Assignment - Produce an exact transcription of every entry.

[Stored data entries]
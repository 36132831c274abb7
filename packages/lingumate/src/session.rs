//! Session records and the session state machine.
//!
//! Sessions and participants are owned exclusively by the
//! [`SessionRegistry`](crate::registry::SessionRegistry). Connections only keep
//! the session id as a lookup key.

use std::fmt;
use std::time::Duration;

use chrono::{DateTime, SecondsFormat, Utc};
use lingumate_protocol::{
    LanguagePair, LanguageTag, ParticipantInfo, ServerMessage, SessionState, TranslationResult,
};
use tokio::time::Instant;

use crate::ws::ConnectionHandle;

/// A session never holds more than this many participants.
pub const MAX_PARTICIPANTS: usize = 2;

#[derive(Debug, Clone, Copy, PartialEq, Eq)]
pub enum SessionTransition {
    /// initiating → paired (second participant bound)
    Pair,
    /// paired → active (entered immediately after pairing)
    Activate,
    /// any non-closed → closed
    Close,
}

impl fmt::Display for SessionTransition {
    fn fmt(&self, f: &mut fmt::Formatter<'_>) -> fmt::Result {
        match self {
            Self::Pair => write!(f, "pair"),
            Self::Activate => write!(f, "activate"),
            Self::Close => write!(f, "close"),
        }
    }
}

#[derive(Debug, Clone, PartialEq, Eq, thiserror::Error)]
pub enum TransitionError {
    #[error("cannot {transition} a session that is {from}")]
    InvalidTransition {
        from: SessionState,
        transition: SessionTransition,
    },
    #[error("closed is a terminal state")]
    TerminalState,
}

impl SessionTransition {
    pub fn apply(self, from: SessionState) -> Result<SessionState, TransitionError> {
        use SessionState::*;
        use SessionTransition::*;

        if from == Closed {
            return Err(TransitionError::TerminalState);
        }

        match (from, self) {
            (Initiating, Pair) => Ok(Paired),
            (Paired, Activate) => Ok(Active),
            (_, Close) => Ok(Closed),
            (from, transition) => Err(TransitionError::InvalidTransition { from, transition }),
        }
    }
}

/// One connected user within a session.
#[derive(Debug, Clone)]
pub struct Participant {
    pub info: ParticipantInfo,
    /// The live socket currently representing this participant. Rebound when
    /// the participant reattaches from another connection.
    pub connection: ConnectionHandle,
    pub joined_at: DateTime<Utc>,
}

impl Participant {
    pub fn new(info: ParticipantInfo, connection: ConnectionHandle) -> Self {
        Self {
            info,
            connection,
            joined_at: Utc::now(),
        }
    }

    pub fn id(&self) -> &str {
        &self.info.id
    }
}

#[derive(Debug)]
pub struct Session {
    pub id: String,
    participants: Vec<Participant>,
    pub language_pair: LanguagePair,
    state: SessionState,
    pub created_at: DateTime<Utc>,
    pub last_activity_at: DateTime<Utc>,
    last_activity: Instant,
}

impl Session {
    pub fn new(id: String, initiator: Participant, language_pair: LanguagePair) -> Self {
        let now = Utc::now();
        Self {
            id,
            participants: vec![initiator],
            language_pair,
            state: SessionState::Initiating,
            created_at: now,
            last_activity_at: now,
            last_activity: Instant::now(),
        }
    }

    pub fn state(&self) -> SessionState {
        self.state
    }

    pub fn participants(&self) -> &[Participant] {
        &self.participants
    }

    pub fn participant(&self, participant_id: &str) -> Option<&Participant> {
        self.participants.iter().find(|p| p.id() == participant_id)
    }

    pub fn participant_mut(&mut self, participant_id: &str) -> Option<&mut Participant> {
        self.participants.iter_mut().find(|p| p.id() == participant_id)
    }

    pub fn peer_of(&self, participant_id: &str) -> Option<&Participant> {
        self.participants.iter().find(|p| p.id() != participant_id)
    }

    pub fn is_full(&self) -> bool {
        self.participants.len() >= MAX_PARTICIPANTS
    }

    /// Seat a second participant and move through `paired` into `active`.
    /// The caller must hold the registry lock across the fullness check and
    /// this call.
    pub fn seat(&mut self, participant: Participant) -> Result<(), TransitionError> {
        let paired = SessionTransition::Pair.apply(self.state)?;
        let active = SessionTransition::Activate.apply(paired)?;
        self.participants.push(participant);
        self.state = active;
        self.touch();
        Ok(())
    }

    pub fn close(&mut self) -> Result<(), TransitionError> {
        self.state = SessionTransition::Close.apply(self.state)?;
        Ok(())
    }

    pub fn touch(&mut self) {
        self.last_activity = Instant::now();
        self.last_activity_at = Utc::now();
    }

    pub fn idle_for(&self) -> Duration {
        self.last_activity.elapsed()
    }

    pub fn snapshot(&self) -> SessionSnapshot {
        SessionSnapshot {
            session_id: self.id.clone(),
            state: self.state,
            language_pair: self.language_pair.clone(),
            participants: self.participants.iter().map(|p| p.info.clone()).collect(),
            created_at: self.created_at,
            last_activity_at: self.last_activity_at,
        }
    }
}

/// Read-only copy of a session handed out by registry lookups.
#[derive(Debug, Clone)]
pub struct SessionSnapshot {
    pub session_id: String,
    pub state: SessionState,
    pub language_pair: LanguagePair,
    pub participants: Vec<ParticipantInfo>,
    pub created_at: DateTime<Utc>,
    pub last_activity_at: DateTime<Utc>,
}

/// One relayed utterance. Lives until it has been delivered (and optionally
/// written to the audit log).
#[derive(Debug, Clone)]
pub struct TranslationMessage {
    pub sender_id: String,
    pub session_id: String,
    pub original_text: String,
    pub source_language: LanguageTag,
    pub target_language: LanguageTag,
    pub translated_text: String,
    pub timestamp: DateTime<Utc>,
}

impl TranslationMessage {
    pub fn to_frame(&self) -> ServerMessage {
        ServerMessage::TranslationResult {
            message: TranslationResult {
                original_text: self.original_text.clone(),
                translated_text: self.translated_text.clone(),
                sender_id: self.sender_id.clone(),
                session_id: self.session_id.clone(),
                source_language: self.source_language.clone(),
                target_language: self.target_language.clone(),
                timestamp: self.timestamp.to_rfc3339_opts(SecondsFormat::Millis, true),
            },
        }
    }
}
//! Lingumate session engine.
//!
//! Two cooperating WebSocket services share one [`SessionRegistry`]:
//! - the handshake endpoint creates sessions and pairs participants
//! - the relay endpoint translates each utterance through a
//!   [`TranslationProvider`] and fans the result out to both participants

pub mod audit;
pub mod config;
pub mod error;
pub mod handshake;
pub mod metrics;
pub mod provider;
pub mod registry;
pub mod relay;
pub mod server;
pub mod session;
pub mod smoke;
pub mod ws;

pub use audit::{AuditSink, SqliteAuditLog};
pub use config::{DataDir, FileConfig, ServiceConfig, load_config};
pub use error::SessionError;
pub use metrics::ServerMetrics;
pub use provider::{ProviderError, TranslationProvider, TranslationRequest};
pub use registry::SessionRegistry;
pub use server::{AppState, RunningServer};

Reply -
repository 36132831c274abb7
filename packages/lingumate/src/session.rs
//! Session records and the session state machine.
//!
//! Sessions and participants are owned exclusively by the
//! [`SessionRegistry`](crate::registry::SessionRegistry). Connections only keep
//! the session id as a lookup key.

use std::fmt;
use std::time::Duration;

use chrono::{DateTime, SecondsFormat, Utc};
use lingumate_protocol::{
    LanguagePair, LanguageTag, ParticipantInfo, ServerMessage, SessionState, TranslationResult,
};
use tokio::time::Instant;

use crate::ws::ConnectionHandle;

/// A session never holds more than this many participants.
pub const MAX_PARTICIPANTS: usize = 2;

#[derive(Debug, Clone, Copy, PartialEq, Eq)]
pub enum SessionTransition {
    /// initiating → paired (second participant bound)
    Pair,
    /// paired → active (entered immediately after pairing)
    Activate,
    /// any non-closed → closed
    Close,
}

impl fmt::Display for SessionTransition {
    fn fmt(&self, f: &mut fmt::Formatter<'_>) -> fmt::Result {
        match self {
            Self::Pair => write!(f, "pair"),
            Self::Activate => write!(f, "activate"),
            Self::Close => write!(f, "close"),
        }
    }
}

#[derive(Debug, Clone, PartialEq, Eq, thiserror::Error)]
pub enum TransitionError {
    #[error("cannot {transition} a session that is {from}")]
    InvalidTransition {
        from: SessionState,
        transition: SessionTransition,
    },
    #[error("closed is a terminal state")]
    TerminalState,
}

impl SessionTransition {
    pub fn apply(self, from: SessionState) -> Result<SessionState, TransitionError> {
        use SessionState::*;
        use SessionTransition::*;

        if from == Closed {
            return Err(TransitionError::TerminalState);
        }

        match (from, self) {
            (Initiating, Pair) => Ok(Paired),
            (Paired, Activate) => Ok(Active),
            (_, Close) => Ok(Closed),
            (from, transition) => Err(TransitionError::InvalidTransition { from, transition }),
        }
    }
}

/// One connected user within a session.
#[derive(Debug, Clone)]
pub struct Participant {
    pub info: ParticipantInfo,
    /// The live socket currently representing this participant. Rebound when
    /// the participant reattaches from another connection.
    pub connection: ConnectionHandle,
    pub joined_at: DateTime<Utc>,
}

impl Participant {
    pub fn new(info: ParticipantInfo, connection: ConnectionHandle) -> Self {
        Self {
            info,
            connection,
            joined_at: Utc::now(),
        }
    }

    pub fn id(&self) -> &str {
        &self.info.id
    }
}

#[derive(Debug)]
pub struct Session {
    pub id: String,
    participants: Vec<Participant>,
    pub language_pair: LanguagePair,
    state: SessionState,
    pub created_at: DateTime<Utc>,
    pub last_activity_at: DateTime<Utc>,
    last_activity: Instant,
}

impl Session {
    pub fn new(id: String, initiator: Participant, language_pair: LanguagePair) -> Self {
        let now = Utc::now();
        Self {
            id,
            participants: vec![initiator],
            language_pair,
            state: SessionState::Initiating,
            created_at: now,
            last_activity_at: now,
            last_activity: Instant::now(),
        }
    }

    pub fn state(&self) -> SessionState {
        self.state
    }

    pub fn participants(&self) -> &[Participant] {
        &self.participants
    }

    pub fn participant(&self, participant_id: &str) -> Option<&Participant> {
        self.participants.iter().find(|p| p.id() == participant_id)
    }

    pub fn participant_mut(&mut self, participant_id: &str) -> Option<&mut Participant> {
        self.participants.iter_mut().find(|p| p.id() == participant_id)
    }

    pub fn peer_of(&self, participant_id: &str) -> Option<&Participant> {
        self.participants.iter().find(|p| p.id() != participant_id)
    }

    pub fn is_full(&self) -> bool {
        self.participants.len() >= MAX_PARTICIPANTS
    }

    /// Seat a second participant and move through `paired` into `active`.
    /// The caller must hold the registry lock across the fullness check and
    /// this call.
    pub fn seat(&mut self, participant: Participant) -> Result<(), TransitionError> {
        let paired = SessionTransition::Pair.apply(self.state)?;
        let active = SessionTransition::Activate.apply(paired)?;
        self.participants.push(participant);
        self.state = active;
        self.touch();
        Ok(())
    }

    pub fn close(&mut self) -> Result<(), TransitionError> {
        self.state = SessionTransition::Close.apply(self.state)?;
        Ok(())
    }

    pub fn touch(&mut self) {
        self.last_activity = Instant::now();
        self.last_activity_at = Utc::now();
    }

    pub fn idle_for(&self) -> Duration {
        self.last_activity.elapsed()
    }

    pub fn snapshot(&self) -> SessionSnapshot {
        SessionSnapshot {
            session_id: self.id.clone(),
            state: self.state,
            language_pair: self.language_pair.clone(),
            participants: self.participants.iter().map(|p| p.info.clone()).collect(),
            created_at: self.created_at,
            last_activity_at: self.last_activity_at,
        }
    }
}

/// Read-only copy of a session handed out by registry lookups.
#[derive(Debug, Clone)]
pub struct SessionSnapshot {
    pub session_id: String,
    pub state: SessionState,
    pub language_pair: LanguagePair,
    pub participants: Vec<ParticipantInfo>,
    pub created_at: DateTime<Utc>,
    pub last_activity_at: DateTime<Utc>,
}

/// One relayed utterance. Lives until it has been delivered (and optionally
/// written to the audit log).
#[derive(Debug, Clone)]
pub struct TranslationMessage {
    pub sender_id: String,
    pub session_id: String,
    pub original_text: String,
    pub source_language: LanguageTag,
    pub target_language: LanguageTag,
    pub translated_text: String,
    pub timestamp: DateTime<Utc>,
}

impl TranslationMessage {
    pub fn to_frame(&self) -> ServerMessage {
        ServerMessage::TranslationResult {
            message: TranslationResult {
                original_text: self.original_text.clone(),
                translated_text: self.translated_text.clone(),
                sender_id: self.sender_id.clone(),
                session_id: self.session_id.clone(),
                source_language: self.source_language.clone(),
                target_language: self.target_language.clone(),
                timestamp: self.timestamp.to_rfc3339_opts(SecondsFormat::Millis, true),
            },
        }
    }
}
//! Lingumate session engine.
//!
//! Two cooperating WebSocket services share one [`SessionRegistry`]:
//! - the handshake endpoint creates sessions and pairs participants
//! - the relay endpoint translates each utterance through a
//!   [`TranslationProvider`] and fans the result out to both participants

pub mod audit;
pub mod config;
pub mod error;
pub mod handshake;
pub mod metrics;
pub mod provider;
pub mod registry;
pub mod relay;
pub mod server;
pub mod session;
pub mod smoke;
pub mod ws;

pub use audit::{AuditSink, SqliteAuditLog};
pub use config::{DataDir, FileConfig, ServiceConfig, load_config};
pub use error::SessionError;
pub use metrics::ServerMetrics;
pub use provider::{ProviderError, TranslationProvider, TranslationRequest};
pub use registry::SessionRegistry;
pub use server::{AppState, RunningServer};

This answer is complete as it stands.